We also read Death of a Salesman by Arthur Miller. The focus of the play, Willy, wasn't the narrator for this one. But he would have been a very unreliable narrator if he was.


After I finished reading "Memento Mori" I scrolled back up to the top of the document, and I noticed that the intro-background thingy at the beginning said that this story had been presented to a pair of brothers. The other brother had turned it into a movie.


One quick Google search later, I realized that the brother was Christopher Nolan. Christopher Nolan directed a movie called The Dark Knight which you might have heard of. It's only one of the superhero greatest movies have ever been created. It also features one of the greatest supervillain portrayals you will ever see. Heath Ledger's Joker also happened to be someone that would be pretty unreliable if you asked him to recount any past events. The movie Joker, which came out in 2019, follows the Heath Ledger's Joker in terms of narrator reliability.


These unreliable narrators are an incredibly intriguing method of presenting a story. You obviously don't have as clear of a picture as to what's actually going on, and it makes it a bit more interesting trying to figure out what's true and what's not.
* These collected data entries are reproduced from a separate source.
//! Error classification: the uniform boundary between handlers and callers.
//!
//! [`Classifier::classify`] maps any caught error into a [`ClassifiedError`]
//! with a stable code and HTTP status. Recognized [`HandlerError`] kinds keep
//! their structured details; anything else becomes `internal`, with the
//! message replaced by a fixed safe string when redaction is on. The full
//! original error always reaches the injected [`ErrorSink`] before the reduced
//! shape is returned.
//!
//! [`Classifier::run`] is the handler wrapper: it awaits an action and turns
//! success, error, and even panic into an [`ActionResult`], so the caller
//! never has to distinguish "the handler failed" from "the handler returned a
//! structured failure".

use crate::error::{BoxError, ClassifiedError, ErrorKind, HandlerError};
use futures::FutureExt;
use serde::ser::SerializeMap;
use serde::{Serialize, Serializer};
use serde_json::Value;
use std::future::Future;
use std::panic::AssertUnwindSafe;
use std::sync::{Arc, Mutex};

/// Message substituted for internal errors when redaction is enabled.
pub const REDACTED_MESSAGE: &str = "An unexpected error occurred";

/// Logging collaborator receiving the full original error.
///
/// The classification result never depends on the sink: a panicking
/// implementation is contained by the classifier.
pub trait ErrorSink: Send + Sync + std::fmt::Debug {
    fn record(&self, error: &(dyn std::error::Error + 'static), context: Option<&Value>);
}

/// Default sink emitting a `tracing` error event.
#[derive(Debug, Default, Clone, Copy)]
pub struct TracingSink;

impl ErrorSink for TracingSink {
    fn record(&self, error: &(dyn std::error::Error + 'static), context: Option<&Value>) {
        match context {
            Some(context) => tracing::error!(error = %error, %context, "handler error"),
            None => tracing::error!(error = %error, "handler error"),
        }
    }
}

/// Test sink that captures recorded errors instead of logging them.
#[derive(Debug, Default, Clone)]
pub struct CapturingSink {
    records: Arc<Mutex<Vec<(String, Option<Value>)>>>,
}

impl CapturingSink {
    pub fn new() -> Self {
        Self::default()
    }

    pub fn records(&self) -> Vec<(String, Option<Value>)> {
        self.records.lock().unwrap().clone()
    }
}

impl ErrorSink for CapturingSink {
    fn record(&self, error: &(dyn std::error::Error + 'static), context: Option<&Value>) {
        self.records.lock().unwrap().push((error.to_string(), context.cloned()));
    }
}

/// Maps caught errors into client-safe shapes.
///
/// Redaction is an explicit constructor argument rather than an environment
/// lookup, so both modes are testable in one process.
#[derive(Debug, Clone)]
pub struct Classifier {
    redact_internal: bool,
    sink: Arc<dyn ErrorSink>,
}

impl Classifier {
    /// `redact_internal = true` is the production configuration: internal and
    /// unrecognized error messages are replaced with [`REDACTED_MESSAGE`].
    pub fn new(redact_internal: bool) -> Self {
        Self { redact_internal, sink: Arc::new(TracingSink) }
    }

    /// Replace the logging collaborator.
    pub fn with_sink<S>(mut self, sink: S) -> Self
    where
        S: ErrorSink + 'static,
    {
        self.sink = Arc::new(sink);
        self
    }

    /// Classify a caught error. Total: always returns a well-formed result.
    pub fn classify(&self, error: &(dyn std::error::Error + 'static)) -> ClassifiedError {
        self.classify_with_context(error, None)
    }

    /// Classify with an optional structured context that is only logged,
    /// never returned to the caller.
    pub fn classify_with_context(
        &self,
        error: &(dyn std::error::Error + 'static),
        context: Option<&Value>,
    ) -> ClassifiedError {
        // A misbehaving sink must not disturb the classification result.
        let _ = std::panic::catch_unwind(AssertUnwindSafe(|| self.sink.record(error, context)));
        match error.downcast_ref::<HandlerError>() {
            Some(handler) => self.shape(handler),
            None => self.internal(error.to_string()),
        }
    }

    /// Run a handler action to a uniform [`ActionResult`].
    ///
    /// Panics inside the action are caught and classified as internal, so no
    /// failure mode escapes unshaped.
    pub async fn run<T, Fut>(&self, action: Fut) -> ActionResult<T>
    where
        Fut: Future<Output = Result<T, BoxError>>,
    {
        match AssertUnwindSafe(action).catch_unwind().await {
            Ok(Ok(data)) => ActionResult::Success(data),
            Ok(Err(error)) => ActionResult::Failure(self.classify(error.as_ref())),
            Err(panic) => {
                let message = panic_message(panic.as_ref());
                ActionResult::Failure(self.classify(&HandlerError::Internal(message)))
            }
        }
    }

    fn shape(&self, error: &HandlerError) -> ClassifiedError {
        let kind = error.kind();
        match error {
            HandlerError::Validation { message, details } => {
                let classified = ClassifiedError::new(kind, message.clone());
                match details {
                    Some(details) => classified.with_details(details.clone()),
                    None => classified,
                }
            }
            HandlerError::RateLimited { retry_after } => {
                let classified = ClassifiedError::new(kind, error.to_string());
                match retry_after {
                    Some(wait) => classified
                        .with_details(serde_json::json!({ "retry_after_secs": wait.as_secs() })),
                    None => classified,
                }
            }
            HandlerError::Internal(message) => self.internal(message.clone()),
            _ => ClassifiedError::new(kind, error.to_string()),
        }
    }

    fn internal(&self, message: String) -> ClassifiedError {
        let message = if self.redact_internal { REDACTED_MESSAGE.to_string() } else { message };
        ClassifiedError::new(ErrorKind::Internal, message)
    }
}

fn panic_message(payload: &(dyn std::any::Any + Send)) -> String {
    if let Some(message) = payload.downcast_ref::<&str>() {
        (*message).to_string()
    } else if let Some(message) = payload.downcast_ref::<String>() {
        message.clone()
    } else {
        "handler panicked".to_string()
    }
}

/// Uniform boundary shape returned by wrapped handlers.
///
/// Serializes as `{ "success": true, "data": … }` or
/// `{ "success": false, "error": …, "code": …, "details": … }`.
#[derive(Debug, Clone, PartialEq)]
pub enum ActionResult<T> {
    Success(T),
    Failure(ClassifiedError),
}

impl<T> ActionResult<T> {
    pub fn is_success(&self) -> bool {
        matches!(self, ActionResult::Success(_))
    }

    pub fn failure(&self) -> Option<&ClassifiedError> {
        match self {
            ActionResult::Failure(error) => Some(error),
            ActionResult::Success(_) => None,
        }
    }

    pub fn into_result(self) -> Result<T, ClassifiedError> {
        match self {
            ActionResult::Success(data) => Ok(data),
            ActionResult::Failure(error) => Err(error),
        }
    }
}

impl<T: Serialize> Serialize for ActionResult<T> {
    fn serialize<S: Serializer>(&self, serializer: S) -> Result<S::Ok, S::Error> {
        match self {
            ActionResult::Success(data) => {
                let mut map = serializer.serialize_map(Some(2))?;
                map.serialize_entry("success", &true)?;
                map.serialize_entry("data", data)?;
                map.end()
            }
            ActionResult::Failure(error) => {
                let entries = if error.details.is_some() { 4 } else { 3 };
                let mut map = serializer.serialize_map(Some(entries))?;
                map.serialize_entry("success", &false)?;
                map.serialize_entry("error", &error.message)?;
                map.serialize_entry("code", error.kind.code())?;
                if let Some(details) = &error.details {
                    map.serialize_entry("details", details)?;
                }
                map.end()
            }
        }
    }
}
Unreliable narration can also be used to develop characters in a unique but effective way. The unreliable narration of Joaquin Phoenix's portrayal of the Joker in Joker allowed the audience to sympathize with him with a character that most people knew was going to become a supervillain. Heath Ledger's Joker utilized unreliable narration to become even more terrifying. He first paints a backstory of how he got his scars that makes him appear like an extreme example of a victim of circumstance when he kills Gambol. This seems quite believable, but then the Joker switches up his story of how he got his scars when he threatens to kill Rachel. And chances are the Joker would have come up with a third story had he not been rudely interrupted by one of Batman's gadgets in his suit. His intentionally unreliable nature of narration makes him more psychotic and terrifying as a villain, and it sets up an outstanding battle between Batman and the Joker throughout the movie.


Unreliable narrators can make a movie that much more interesting. Obviously, it has to be done well, but there's a reason why Memento (the movie by Christopher Nolan based on the same idea as "Memento Mori"), Death of a Salesman, The Dark Knight, and Joker are held in such high regard.